Understanding the relationship between SUA levels and the risk of developing renal involvement is crucial for the early identification and control of at-risk patients. Renal involvement in SLE typically develops within the first 5 years after diagnosis.12 However, it is not always present at the time of diagnosis and may develop later in the disease course. Uric acid has been linked to kidney damage through inflammatory and oxidative processes, and SUA levels can fluctuate over time. Considering the long-term nature of SLE, a single-point measurement may not adequately represent long-term exposure to uric acid. To better reflect this cumulative burden, the concept of time-averaged or cumulative SUA has been used in various chronic diseases, including myocardial infarction, stroke, diabetes, IgA nephropathy, and in patients undergoing peritoneal dialysis.13-17 Despite this, few studies have evaluated the cumulative effect of SUA levels on subsequent renal involvement over the disease course of SLE. Additionally, SUA levels are influenced by age and sex, and SLE primarily occurs in women of childbearing age. However, studies focusing on this specific population are lacking. Therefore, this study aimed to evaluate factors, including SUA levels, associated with the development of subsequent renal involvement in premenopausal patients with SLE.

Main Points

Methods

Patients

This study enrolled premenopausal patients with newly diagnosed SLE at a tertiary referral hospital in Korea between June 2000 and September 2022. All patients met the 1997 American College of Rheumatology (ACR) criteria for the classification of SLE. Since postmenopausal alterations in female hormone levels are associated with elevated SUA levels, this study focused on premenopausal patients who were aged between 16 and 45 years.18 To investigate the factors associated with the development of subsequent renal involvement during follow-up period, patients who had renal involvement at the time of SLE diagnosis were excluded from this study. Additional exclusion criteria included active infection, malignancy, other renal diseases such as IgA nephropathy, or missing SUA data.

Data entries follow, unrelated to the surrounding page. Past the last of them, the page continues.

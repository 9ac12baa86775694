//! This modules holds the task store used by the app
//!
//! It switches between a local-only container and a background-synced container depending on whether a user is signed in.

use std::sync::Arc;

use tokio::sync::watch;
use uuid::Uuid;

use crate::config::SyncSettings;
use crate::container::{LocalTasks, RemoteTasks};
use crate::container::remote_tasks::wait_for_zero;
use crate::error::ErrorReporter;
use crate::persistence::MemoryPersistence;
use crate::task::{Task, TaskId, UserId};
use crate::traits::{Persistence, TaskBackend, TaskContainer};

pub mod sync_progress;
use sync_progress::FeedbackReceiver;


/// Which container currently serves reads and writes
#[derive(Clone, Copy, Debug, PartialEq, Eq)]
pub enum ActiveContainer {
    Local,
    Remote,
}


/// The single entry point to read and write tasks, whatever the sync state.
///
/// A store is built once when the app starts, and told about sign-ins ([`TaskStore::enable_sync`]) and sign-outs ([`TaskStore::disable_sync`]).
/// Every operation returns as soon as memory has been updated. Remote containers persist and sync in the background,
/// use [`TaskStore::pending_writes`] and [`TaskStore::wait_for_pending_writes`] to know when the backend has acknowledged the changes.
pub struct TaskStore {
    active: ActiveContainer,
    local: LocalTasks,
    remote: Option<RemoteTasks>,
    current_user_id: Option<UserId>,

    persistence: Arc<dyn Persistence>,
    settings: SyncSettings,
    error_reporter: Arc<ErrorReporter>,
}

impl TaskStore {
    /// Create a store. Remote containers it creates will be persisted to `persistence`
    pub fn new(persistence: Arc<dyn Persistence>, settings: SyncSettings) -> Self {
        Self {
            active: ActiveContainer::Local,
            local: LocalTasks::new(),
            remote: None,
            current_user_id: None,
            persistence,
            settings,
            error_reporter: Arc::new(ErrorReporter::new()),
        }
    }

    /// Create a store that does not persist anything on-device
    pub fn in_memory() -> Self {
        Self::new(Arc::new(MemoryPersistence::new()), SyncSettings::default())
    }

    /// Switch to the container synced for `user_id`. This is meant to be called when a user has signed in.
    ///
    /// Nothing happens if there is no connection, or if `user_id` is empty.
    /// The first time a connection and user are given, a remote container is built and every local task is moved into it.
    /// Calling this again with the same connection and user only re-activates that container.
    pub fn enable_sync(&mut self, connection: Option<Arc<dyn TaskBackend>>, user_id: &str) {
        let connection = match connection {
            None => {
                log::debug!("No backend connection, task sync stays disabled");
                return;
            },
            Some(c) => c,
        };
        if user_id.is_empty() {
            log::warn!("Refusing to enable task sync for an empty user id");
            return;
        }

        log::info!("Enabling task sync for user {}", user_id);
        self.current_user_id = Some(user_id.to_string());

        let is_reusable = match &self.remote {
            Some(remote) => remote.is_bound_to(&connection, user_id),
            None => false,
        };
        if is_reusable == false {
            if let Some(previous) = self.remote.take() {
                log::info!("Stopping the task sync of user {}", previous.user_id());
                drop(previous);
            }

            let mut remote = RemoteTasks::new(
                connection,
                user_id,
                Arc::clone(&self.persistence),
                self.settings.clone(),
                Arc::clone(&self.error_reporter),
            );
            self.migrate_local_tasks(&mut remote, user_id);
            self.remote = Some(remote);
        }

        self.active = ActiveContainer::Remote;
    }

    /// Move every local task into `remote`, as a single batch
    fn migrate_local_tasks(&mut self, remote: &mut RemoteTasks, user_id: &str) {
        if self.local.is_empty() {
            return;
        }

        let migrated: Vec<Task> = self.local.drain()
            .into_iter()
            .map(|task| task.reowned(user_id))
            .collect();
        log::info!("Migrating {} local task(s) to the synced store of {}", migrated.len(), user_id);
        remote.assign_batch(migrated);
    }

    /// Switch back to the local container. This is meant to be called when the user has signed out.
    ///
    /// The remote container is kept (and keeps syncing), it is just not used anymore.
    pub fn disable_sync(&mut self) {
        if self.active == ActiveContainer::Remote {
            log::info!("Disabling task sync");
        }
        self.active = ActiveContainer::Local;
        self.current_user_id = None;
    }

    fn active_container(&self) -> &dyn TaskContainer {
        match (self.active, &self.remote) {
            (ActiveContainer::Remote, Some(remote)) => remote,
            _ => &self.local,
        }
    }

    fn active_container_mut(&mut self) -> &mut dyn TaskContainer {
        match (self.active, &mut self.remote) {
            (ActiveContainer::Remote, Some(remote)) => remote,
            _ => &mut self.local,
        }
    }

    fn active_remote(&self) -> Option<&RemoteTasks> {
        match self.active {
            ActiveContainer::Remote => self.remote.as_ref(),
            ActiveContainer::Local => None,
        }
    }

    /// Add a new, uncompleted task to the active container.
    ///
    /// Returns the id of the new task, or `None` if `text` is blank
    pub fn add_task(&mut self, text: &str) -> Option<TaskId> {
        if text.trim().is_empty() {
            log::warn!("Ignoring a task with an empty text");
            return None;
        }

        let task = Task::new(text.to_string(), self.current_user_id.clone());
        let id = task.id().clone();
        self.active_container_mut().assign(task);
        Some(id)
    }

    /// Flip the completion flag of a task of the active container.
    ///
    /// Returns `false` (and does nothing) in case there is no such task
    pub fn toggle_done(&mut self, id: &TaskId) -> bool {
        let found = self.active_container_mut().toggle_done(id);
        if found == false {
            log::debug!("Unable to toggle task {}: no such task", id);
        }
        found
    }

    /// Delete a task from the active container.
    ///
    /// Returns `false` (and does nothing) in case there is no such task
    pub fn delete_task(&mut self, id: &TaskId) -> bool {
        self.active_container_mut().remove(id)
    }

    /// Returns every task of the active container. Malformed records (without an id) are skipped
    pub fn get_tasks_array(&self) -> Vec<Task> {
        self.active_container()
            .get_tasks()
            .into_iter()
            .filter(|task| task.is_well_formed())
            .collect()
    }

    /// Whether the active container is the synced one
    pub fn is_sync_enabled(&self) -> bool {
        self.active_remote().is_some()
    }

    /// Send the whole synced collection to the backend again. This does nothing if sync is disabled
    pub fn sync_tasks_now(&mut self) {
        if self.active != ActiveContainer::Remote {
            return;
        }
        if let Some(remote) = self.remote.as_mut() {
            log::info!("Forcing a sync of tasks");
            remote.touch_all();
        }
    }

    pub fn active(&self) -> ActiveContainer {
        self.active
    }

    /// The user that owns the tasks added from now on
    pub fn current_user_id(&self) -> Option<&str> {
        self.current_user_id.as_deref()
    }

    /// An identifier of the remote container, which changes every time a new one is built
    pub fn remote_session_id(&self) -> Option<Uuid> {
        self.remote.as_ref().map(|remote| remote.session_id())
    }

    /// The remote container, even when it is not the active one
    pub fn remote(&self) -> Option<&RemoteTasks> {
        self.remote.as_ref()
    }

    /// The local container, even when it is not the active one
    pub fn local(&self) -> &LocalTasks {
        &self.local
    }

    /// The number of writes of the active container that the backend has not acknowledged yet
    pub fn pending_writes(&self) -> usize {
        self.active_remote().map(|remote| remote.pending_writes()).unwrap_or(0)
    }

    /// A channel that tells the number of pending writes of the active remote container.
    /// Returns `None` when sync is disabled
    pub fn pending_writes_watch(&self) -> Option<watch::Receiver<usize>> {
        self.active_remote().map(|remote| remote.pending_writes_watch())
    }

    /// Resolves once every write of the active container has been acknowledged by the backend.
    /// Resolves immediately when sync is disabled, since local writes are durable as soon as they are made.
    pub async fn wait_for_pending_writes(&self) {
        if let Some(rx) = self.pending_writes_watch() {
            wait_for_zero(rx).await;
        }
    }

    /// A channel that tells how the background sync of the active remote container is going
    pub fn sync_events(&self) -> Option<FeedbackReceiver> {
        self.active_remote().map(|remote| remote.feedback())
    }

    /// Whether a sync error has been logged already
    pub fn has_logged_error(&self) -> bool {
        self.error_reporter.has_logged()
    }
}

This study was conducted in accordance with the principles of the Declaration of Helsinki. The Institutional Review Board of Ulsan University Hospital, Ulsan, South Korea approved the study (IRB number: 2024-07-039, date: 12.08.2024) and waived the requirement for informed consent due to its retrospective design.

Data Collection

The electronic medical records of the study patients were retrospectively reviewed. Baseline data were collected at the time of SLE diagnosis and included age; presence of hypertension and diabetes mellitus; body mass index; SLE Disease Activity Index-2K (SLEDAI-2K) score; estimated glomerular filtration rate (eGFR); serum creatinine, serum albumin, SUA, serum C3, and serum C4 levels; anti-dsDNA titer; and presence of anti-extractable nuclear antigen antibodies. Hyperuricemia was defined as SUA levels greater than 6 mg/dL.19 The SUA levels were also assessed at each visit during the follow-up period. Time-averaged SUA (TA-SUA) was calculated using the trapezoidal rule by dividing the area under curve for SUA during the follow-up period by the follow-up duration.20 Patients were classified into 2 groups based on the median TA-SUA level. The last SUA level was defined as the SUA level obtained at the last follow-up date. Medications prescribed during the follow-up period, including hydroxychloroquine, immunosuppressants (cyclophosphamide, mycophenolate mofetil, azathioprine, and tacrolimus), glucocorticoids, aspirin, and urate-lowering agents, were reviewed.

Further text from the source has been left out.